Using the records below, transcribe word for word the stretch from the line that contains "pub struct FormatsResponse" through the line that contains "async fn faction_handler(Json(raw): Json<RawRatioRecord>)", both end lines included, and nothing else.

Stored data
####
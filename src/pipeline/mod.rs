//! Resolution passes
//!
//! A pass takes an origin and a store list as plain inputs and produces a
//! fresh result set: every store that could be geocoded (in input order),
//! the nearest ones, and the ids that were skipped. Passes share nothing;
//! [`tracker::PassTracker`] decides which finished pass is current.

pub mod tracker;

use crate::geo::{Coordinates, GeoBackend, GeocodingResolver};
use crate::ranking::DistanceRanker;
use crate::store::{ResolvedStore, Store};
use chrono::{DateTime, Utc};
use serde::{Deserialize, Serialize};
use tracing::{debug, info};

/// Stores that survived geocoding, plus the ones that did not
#[derive(Debug, Clone, Default, PartialEq)]
pub struct ResolvedBatch {
    pub resolved: Vec<ResolvedStore>,
    pub skipped: Vec<String>,
}

/// Geocode stores one at a time, in order
///
/// A store whose address cannot be resolved is left out and its id is
/// recorded in `skipped`; nothing else about the batch changes.
pub async fn resolve_stores<P: GeoBackend, F: GeoBackend>(
    resolver: &GeocodingResolver<P, F>,
    stores: &[Store],
) -> ResolvedBatch {
    let mut batch = ResolvedBatch::default();

    for store in stores {
        match resolver.resolve(&store.address).await {
            Some(coordinates) => batch
                .resolved
                .push(ResolvedStore::new(store.clone(), coordinates)),
            None => {
                debug!(store = %store.id, address = %store.address, "Skipping store");
                batch.skipped.push(store.id.clone());
            }
        }
    }

    batch
}

/// Output of one resolution pass
#[derive(Debug, Clone, PartialEq, Serialize, Deserialize)]
pub struct PassResult {
    pub origin: Coordinates,
    /// Every geocoded store, in input order
    pub resolved: Vec<ResolvedStore>,
    /// Closest stores, nearest first
    pub nearest: Vec<ResolvedStore>,
    /// Ids of stores whose address could not be geocoded
    pub skipped: Vec<String>,
    pub completed_at: DateTime<Utc>,
}

/// One resolution pass over `(origin, stores)`
#[derive(Debug, Clone)]
pub struct ResolutionPass {
    origin: Coordinates,
    stores: Vec<Store>,
    ranker: DistanceRanker,
}

impl ResolutionPass {
    pub fn new(origin: Coordinates, stores: Vec<Store>) -> Self {
        Self {
            origin,
            stores,
            ranker: DistanceRanker::default(),
        }
    }

    /// Number of nearby stores to keep
    pub fn with_limit(mut self, limit: usize) -> Self {
        self.ranker = DistanceRanker::new(limit);
        self
    }

    pub async fn run<P: GeoBackend, F: GeoBackend>(
        self,
        resolver: &GeocodingResolver<P, F>,
    ) -> PassResult {
        let batch = resolve_stores(resolver, &self.stores).await;
        let nearest = self.ranker.rank(self.origin, &batch.resolved);

        info!(
            stores = self.stores.len(),
            resolved = batch.resolved.len(),
            skipped = batch.skipped.len(),
            nearest = nearest.len(),
            "Resolution pass finished"
        );

        PassResult {
            origin: self.origin,
            resolved: batch.resolved,
            nearest,
            skipped: batch.skipped,
            completed_at: Utc::now(),
        }
    }
}
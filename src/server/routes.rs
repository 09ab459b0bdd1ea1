//! HTTP API routes
//!
//! Defines all REST API endpoints for the server.

use crate::error::Error;
use crate::format::{available_formats, FormatInfo};
use crate::geo::Coordinates;
use crate::pipeline::{PassResult, ResolutionPass};
use crate::server::state::AppState;
use crate::store::{deserialize_stores, Store};
use crate::territory::ratio::{resolve_faction, OccupationRatio, RawRatioRecord};
use crate::territory::standing::{compute_standing, GlobalStanding};
use crate::territory::Faction;

use axum::{
    extract::State,
    http::StatusCode,
    response::IntoResponse,
    routing::{get, post},
    Json, Router,
};
use serde::{Deserialize, Serialize};
use std::sync::Arc;
use tower_http::trace::TraceLayer;
use tracing::debug;

/// Create the API router
pub fn create_router(state: Arc<AppState>) -> Router {
    Router::new()
        .route("/api/status", get(status_handler))
        .route("/api/formats", get(formats_handler))
        .route("/api/faction", post(faction_handler))
        .route("/api/standing", post(standing_handler))
        .route("/api/nearby", post(nearby_handler))
        .route("/api/nearby/latest", get(latest_handler))
        .layer(TraceLayer::new_for_http())
        .with_state(state)
}

/// API error response
#[derive(Debug, Serialize, Deserialize)]
pub struct ApiError {
    pub error: String,
    pub code: String,
    #[serde(skip)]
    status: Option<StatusCode>,
}

impl ApiError {
    fn not_found(error: &str) -> Self {
        ApiError {
            error: error.to_string(),
            code: "NOT_FOUND".to_string(),
            status: Some(StatusCode::NOT_FOUND),
        }
    }
}

impl IntoResponse for ApiError {
    fn into_response(self) -> axum::response::Response {
        let status = self.status.unwrap_or(StatusCode::BAD_REQUEST);
        (status, Json(self)).into_response()
    }
}

impl From<Error> for ApiError {
    fn from(err: Error) -> Self {
        let code = match &err {
            Error::InvalidCoordinates(_) => "INVALID_COORDINATES",
            Error::Config(_) => "CONFIG_ERROR",
            Error::Geocoding(_) => "GEOCODING_ERROR",
            Error::Source(_) => "SOURCE_ERROR",
            _ => "INTERNAL_ERROR",
        };
        ApiError {
            error: err.to_string(),
            code: code.to_string(),
            status: None,
        }
    }
}

/// Status response
#[derive(Debug, Serialize, Deserialize)]
pub struct StatusResponse {
    /// Server is running
    pub running: bool,
    /// Server version
    pub version: String,
    /// Whether the keyed primary geocoder is enabled
    pub primary_geocoder: bool,
    /// Nearby stores returned when a request gives no limit
    pub default_limit: usize,
}

/// Server status endpoint
///
/// GET /api/status
async fn status_handler(State(state): State<Arc<AppState>>) -> Json<StatusResponse> {
    Json(StatusResponse {
        running: true,
        version: env!("CARGO_PKG_VERSION").to_string(),
        primary_geocoder: state.resolver().has_primary(),
        default_limit: state.config.ranking.limit,
    })
}

/// Formats response
#[derive(Debug, Serialize, Deserialize)]
pub struct FormatsResponse {
    pub formats: Vec<FormatInfo>,
}

/// List output formats
///
/// GET /api/formats
async fn formats_handler() -> Json<FormatsResponse> {
    Json(FormatsResponse {
        formats: available_formats(),
    })
}

/// Faction resolution response
#[derive(Debug, Serialize, Deserialize)]
pub struct FactionResponse {
    pub faction: Faction,
    /// Korean display name
    pub label: String,
    /// Pin colour
    pub color: String,
}

impl From<Faction> for FactionResponse {
    fn from(faction: Faction) -> Self {
        Self {
            faction,
            label: faction.label().to_string(),
            color: faction.color().to_string(),
        }
    }
}

/// Resolve the controlling faction of a store ratio
///
/// POST /api/faction
async fn faction_handler(Json(raw): Json<RawRatioRecord>) -> Json<FactionResponse> {
    Json(resolve_faction(&raw).into())
}

/// Compute the three-kingdom standing for a global ratio
///
/// POST /api/standing
async fn standing_handler(Json(ratio): Json<OccupationRatio>) -> Json<GlobalStanding> {
    Json(compute_standing(&ratio))
}

/// Nearby request body
#[derive(Debug, Deserialize)]
pub struct NearbyRequest {
    /// Latitude
    pub lat: f64,
    /// Longitude
    pub lng: f64,
    /// Stores to place on the map; malformed entries are dropped
    #[serde(default, deserialize_with = "deserialize_stores")]
    pub stores: Vec<Store>,
    /// Maximum stores to return; config default when absent
    pub limit: Option<usize>,
}

/// Run a resolution pass for an origin and store list
///
/// POST /api/nearby
///
/// The caller always gets its own pass back. It only becomes the published
/// result if no newer pass started while it was running.
async fn nearby_handler(
    State(state): State<Arc<AppState>>,
    Json(req): Json<NearbyRequest>,
) -> Result<Json<PassResult>, ApiError> {
    let origin = Coordinates::new(req.lat, req.lng);
    origin.validate().map_err(ApiError::from)?;

    let limit = req.limit.unwrap_or(state.config.ranking.limit);
    let ticket = state.tracker().begin();

    let result = ResolutionPass::new(origin, req.stores)
        .with_limit(limit)
        .run(state.resolver())
        .await;

    if !state.tracker().publish(ticket, result.clone()).await {
        debug!(ticket = ticket.id(), "Pass superseded before it finished");
    }

    Ok(Json(result))
}

/// Latest published pass
///
/// GET /api/nearby/latest
async fn latest_handler(State(state): State<Arc<AppState>>) -> Result<Json<PassResult>, ApiError> {
    state
        .tracker()
        .latest()
        .await
        .map(Json)
        .ok_or_else(|| ApiError::not_found("No nearby pass has completed yet"))
}
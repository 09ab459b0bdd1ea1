//! CLI command handlers
//!
//! Each subcommand has its own module with handler functions.

pub mod config;
pub mod faction;
pub mod geocode;
pub mod nearby;
pub mod serve;
pub mod standing;

use crate::config::Config;
use crate::error::Result;
use crate::format::available_formats;
use crate::store::source::{ApiClient, JsonFileSource, StoreSource};
use crate::store::Store;
use crate::territory::ratio::OccupationRatio;
use clap::{Parser, Subcommand};
use std::path::Path;
use tracing_subscriber::EnvFilter;

/// Three-kingdoms store map: territory and nearest stores
#[derive(Parser)]
#[command(name = "samguk-map")]
#[command(version, about, long_about = None)]
pub struct Cli {
    #[command(subcommand)]
    pub command: Commands,
}

#[derive(Subcommand)]
pub enum Commands {
    /// Find the stores nearest to a location
    Nearby(nearby::NearbyArgs),

    /// Show the global three-kingdom standing
    Standing(standing::StandingArgs),

    /// Resolve the controlling faction of an occupation ratio
    Faction(faction::FactionArgs),

    /// Geocode an address
    Geocode(geocode::GeocodeArgs),

    /// Manage configuration
    Config(config::ConfigArgs),

    /// Start web server (foreground)
    Serve(serve::ServeArgs),
}

/// Run the CLI
pub async fn run() -> Result<()> {
    let cli = Cli::parse();

    let default_filter = match cli.command {
        Commands::Serve(_) => "info",
        _ => "warn",
    };
    init_tracing(default_filter);

    match cli.command {
        Commands::Nearby(args) => nearby::run(args).await,
        Commands::Standing(args) => standing::run(args).await,
        Commands::Faction(args) => faction::run(args),
        Commands::Geocode(args) => geocode::run(args).await,
        Commands::Config(args) => config::run(args),
        Commands::Serve(args) => serve::run(args).await,
    }
}

/// Install the log subscriber; `RUST_LOG` overrides `default_filter`
fn init_tracing(default_filter: &str) {
    // a second call (e.g. from tests) is a no-op
    let _ = tracing_subscriber::fmt()
        .with_env_filter(
            EnvFilter::try_from_default_env().unwrap_or_else(|_| EnvFilter::new(default_filter)),
        )
        .with_writer(std::io::stderr)
        .try_init();
}

/// Stores from a snapshot file, or from the backend API when no file is given
async fn load_stores(snapshot: Option<&Path>, config: &Config) -> Result<Vec<Store>> {
    match snapshot {
        Some(path) => JsonFileSource::new(path).fetch_stores().await,
        None => ApiClient::from_config(config)?.fetch_stores().await,
    }
}

/// Global ratio from a snapshot file, or from the backend API
async fn load_occupations(snapshot: Option<&Path>, config: &Config) -> Result<OccupationRatio> {
    match snapshot {
        Some(path) => JsonFileSource::new(path).fetch_occupations().await,
        None => ApiClient::from_config(config)?.fetch_occupations().await,
    }
}

/// Print output, or write it to `path`
fn emit(output: &str, path: Option<&Path>) -> Result<()> {
    if let Some(path) = path {
        std::fs::write(path, output)?;
        eprintln!("Output written to {}", path.display());
    } else {
        println!("{}", output);
    }
    Ok(())
}

/// Print available output formats
fn list_formats() {
    println!("Available output formats:");
    for format in available_formats() {
        println!("  {:6} - {}", format.name, format.description);
    }
}
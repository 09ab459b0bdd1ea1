//! Global three-kingdom standing
//!
//! The backend supplies one pre-aggregated ratio for the whole map; this
//! module passes its percentages through and picks a leader. Nothing here
//! recomputes shares from individual stores.

use crate::territory::ratio::{leading_faction, OccupationRatio};
use crate::territory::Faction;
use serde::{Deserialize, Serialize};
use tracing::debug;

/// Order the standing entries are presented in
pub const DISPLAY_ORDER: [Faction; 3] = [Faction::Shinla, Faction::Goguryeo, Faction::Baekjae];

/// One kingdom's global share
#[derive(Debug, Clone, Copy, PartialEq, Serialize, Deserialize)]
pub struct StandingEntry {
    pub faction: Faction,
    /// Unrounded percentage as supplied upstream
    pub percentage: f64,
}

impl StandingEntry {
    /// Percentage rounded to the nearest integer, for labels only
    pub fn rounded(&self) -> i64 {
        self.percentage.round() as i64
    }

    /// Display label such as "34%"
    pub fn label(&self) -> String {
        format!("{}%", self.rounded())
    }
}

/// Three-kingdom standing with its leader
#[derive(Debug, Clone, PartialEq, Serialize, Deserialize)]
pub struct GlobalStanding {
    pub entries: [StandingEntry; 3],
    pub leader: Faction,
}

impl GlobalStanding {
    /// Entry for one kingdom
    pub fn entry(&self, faction: Faction) -> Option<&StandingEntry> {
        self.entries.iter().find(|e| e.faction == faction)
    }

    /// The leader's entry
    pub fn leader_entry(&self) -> Option<&StandingEntry> {
        self.entry(self.leader)
    }
}

/// Build the standing for a global ratio
///
/// The leader is the largest unrounded percentage; ties go to Goguryeo, then
/// Baekjae, then Shinla. An all-zero ratio therefore reports Goguryeo as
/// leader even though there is no data behind it.
pub fn compute_standing(ratio: &OccupationRatio) -> GlobalStanding {
    let total = ratio.total();
    if total != 0.0 && (total - 100.0).abs() > 1.0 {
        debug!(total, "Global ratio does not sum to 100");
    }

    let entries = DISPLAY_ORDER.map(|faction| StandingEntry {
        faction,
        percentage: ratio.share(faction),
    });

    GlobalStanding {
        entries,
        leader: leading_faction(ratio),
    }
}

#[cfg(test)]
mod tests {
    use super::*;

    #[test]
    fn test_narrow_lead() {
        let standing = compute_standing(&OccupationRatio::new(34.0, 33.0, 33.0));
        assert_eq!(standing.leader, Faction::Goguryeo);
    }

    #[test]
    fn test_all_zero_reports_goguryeo() {
        let standing = compute_standing(&OccupationRatio::new(0.0, 0.0, 0.0));
        assert_eq!(standing.leader, Faction::Goguryeo);
    }

    #[test]
    fn test_ties_follow_priority_order() {
        let standing = compute_standing(&OccupationRatio::new(20.0, 40.0, 40.0));
        assert_eq!(standing.leader, Faction::Baekjae);
    }

    #[test]
    fn test_percentages_pass_through_in_display_order() {
        let standing = compute_standing(&OccupationRatio::new(34.4, 33.3, 32.3));
        let factions: Vec<Faction> = standing.entries.iter().map(|e| e.faction).collect();

        assert_eq!(factions, DISPLAY_ORDER.to_vec());
        assert_eq!(standing.entry(Faction::Goguryeo).unwrap().percentage, 34.4);
        assert_eq!(standing.entry(Faction::Shinla).unwrap().percentage, 32.3);
        assert!(standing.entry(Faction::Unoccupied).is_none());
    }

    #[test]
    fn test_rounding_does_not_affect_leader() {
        // 33.4 and 33.2 both label as "33%" but the leader is still decided
        // on the raw values.
        let standing = compute_standing(&OccupationRatio::new(33.2, 33.4, 33.3));
        assert_eq!(standing.leader, Faction::Baekjae);
        assert_eq!(standing.entry(Faction::Goguryeo).unwrap().label(), "33%");
        assert_eq!(standing.entry(Faction::Baekjae).unwrap().label(), "33%");
    }

    #[test]
    fn test_label_rounds_to_nearest() {
        let entry = StandingEntry {
            faction: Faction::Shinla,
            percentage: 33.5,
        };
        assert_eq!(entry.label(), "34%");
        assert_eq!(entry.percentage, 33.5);
    }

    #[test]
    fn test_leader_entry() {
        let standing = compute_standing(&OccupationRatio::new(10.0, 20.0, 70.0));
        let leader = standing.leader_entry().unwrap();
        assert_eq!(leader.faction, Faction::Shinla);
        assert_eq!(leader.label(), "70%");
    }
}
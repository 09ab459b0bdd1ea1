//! Nearby command handler
//!
//! Resolves store addresses and lists the ones closest to an origin.

use crate::cli::{emit, list_formats, load_stores};
use crate::config::Config;
use crate::error::{Error, Result};
use crate::format::get_formatter;
use crate::geo::{get_ip_locator, get_resolver, Coordinates, DefaultResolver};
use crate::pipeline::ResolutionPass;
use clap::Args;
use std::path::PathBuf;

/// Nearby command arguments
#[derive(Args)]
pub struct NearbyArgs {
    /// Latitude
    #[arg(long, requires = "lng")]
    pub lat: Option<f64>,

    /// Longitude
    #[arg(long, requires = "lat")]
    pub lng: Option<f64>,

    /// Address to use as origin (geocoded)
    #[arg(long, conflicts_with_all = ["lat", "lng", "here"])]
    pub location: Option<String>,

    /// Use current location (IP geolocation)
    #[arg(long, conflicts_with_all = ["lat", "lng", "location"])]
    pub here: bool,

    /// Read stores from a JSON snapshot instead of the backend API
    #[arg(long, short = 's')]
    pub stores: Option<PathBuf>,

    /// Number of stores to show
    #[arg(long, short = 'n')]
    pub limit: Option<usize>,

    /// Output format
    #[arg(long, short = 'f')]
    pub format: Option<String>,

    /// Write output to file
    #[arg(long, short = 'o')]
    pub output: Option<PathBuf>,

    /// List available formats
    #[arg(short = 'F', long = "list-formats")]
    pub list_formats: bool,
}

/// Run the nearby command
pub async fn run(args: NearbyArgs) -> Result<()> {
    if args.list_formats {
        list_formats();
        return Ok(());
    }

    let config = Config::load()?;
    let resolver = get_resolver(&config)?;

    let origin = resolve_origin(&args, &resolver).await?;
    origin.validate()?;

    let limit = args.limit.unwrap_or(config.ranking.limit);
    let format = args.format.unwrap_or_else(|| config.output.format.clone());
    let formatter = get_formatter(&format)
        .ok_or_else(|| Error::Config(format!("Unknown format: {}", format)))?;

    let stores = load_stores(args.stores.as_deref(), &config).await?;
    if stores.is_empty() {
        eprintln!("No stores to rank");
    }

    let result = ResolutionPass::new(origin, stores)
        .with_limit(limit)
        .run(&resolver)
        .await;

    emit(&formatter.format_pass(&result)?, args.output.as_deref())
}

/// Work out the origin from the location flags
async fn resolve_origin(args: &NearbyArgs, resolver: &DefaultResolver) -> Result<Coordinates> {
    if args.here {
        let origin = get_ip_locator().locate().await?;
        eprintln!("Using IP location: {}", origin.place);
        return Ok(origin.coordinates);
    }

    if let Some(address) = &args.location {
        return match resolver.resolve(address).await {
            Some(coords) => {
                eprintln!(
                    "Geocoded to: ({:.6}, {:.6})",
                    coords.latitude, coords.longitude
                );
                Ok(coords)
            }
            None => Err(Error::Geocoding(format!("Could not geocode '{}'", address))),
        };
    }

    match (args.lat, args.lng) {
        (Some(lat), Some(lng)) => Ok(Coordinates::new(lat, lng)),
        _ => Err(Error::InvalidCoordinates(
            "No location specified. Use --lat/--lng, --location, or --here".to_string(),
        )),
    }
}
####
* **Exercise solution**
pub struct FormatsResponse {
    pub formats: Vec<FormatInfo>,
}

/// List output formats
///
/// GET /api/formats
async fn formats_handler() -> Json<FormatsResponse> {
    Json(FormatsResponse {
        formats: available_formats(),
    })
}

/// Faction resolution response
#[derive(Debug, Serialize, Deserialize)]
pub struct FactionResponse {
    pub faction: Faction,
    /// Korean display name
    pub label: String,
    /// Pin colour
    pub color: String,
}

impl From<Faction> for FactionResponse {
    fn from(faction: Faction) -> Self {
        Self {
            faction,
            label: faction.label().to_string(),
            color: faction.color().to_string(),
        }
    }
}

/// Resolve the controlling faction of a store ratio
///
/// POST /api/faction
async fn faction_handler(Json(raw): Json<RawRatioRecord>) -> Json<FactionResponse> {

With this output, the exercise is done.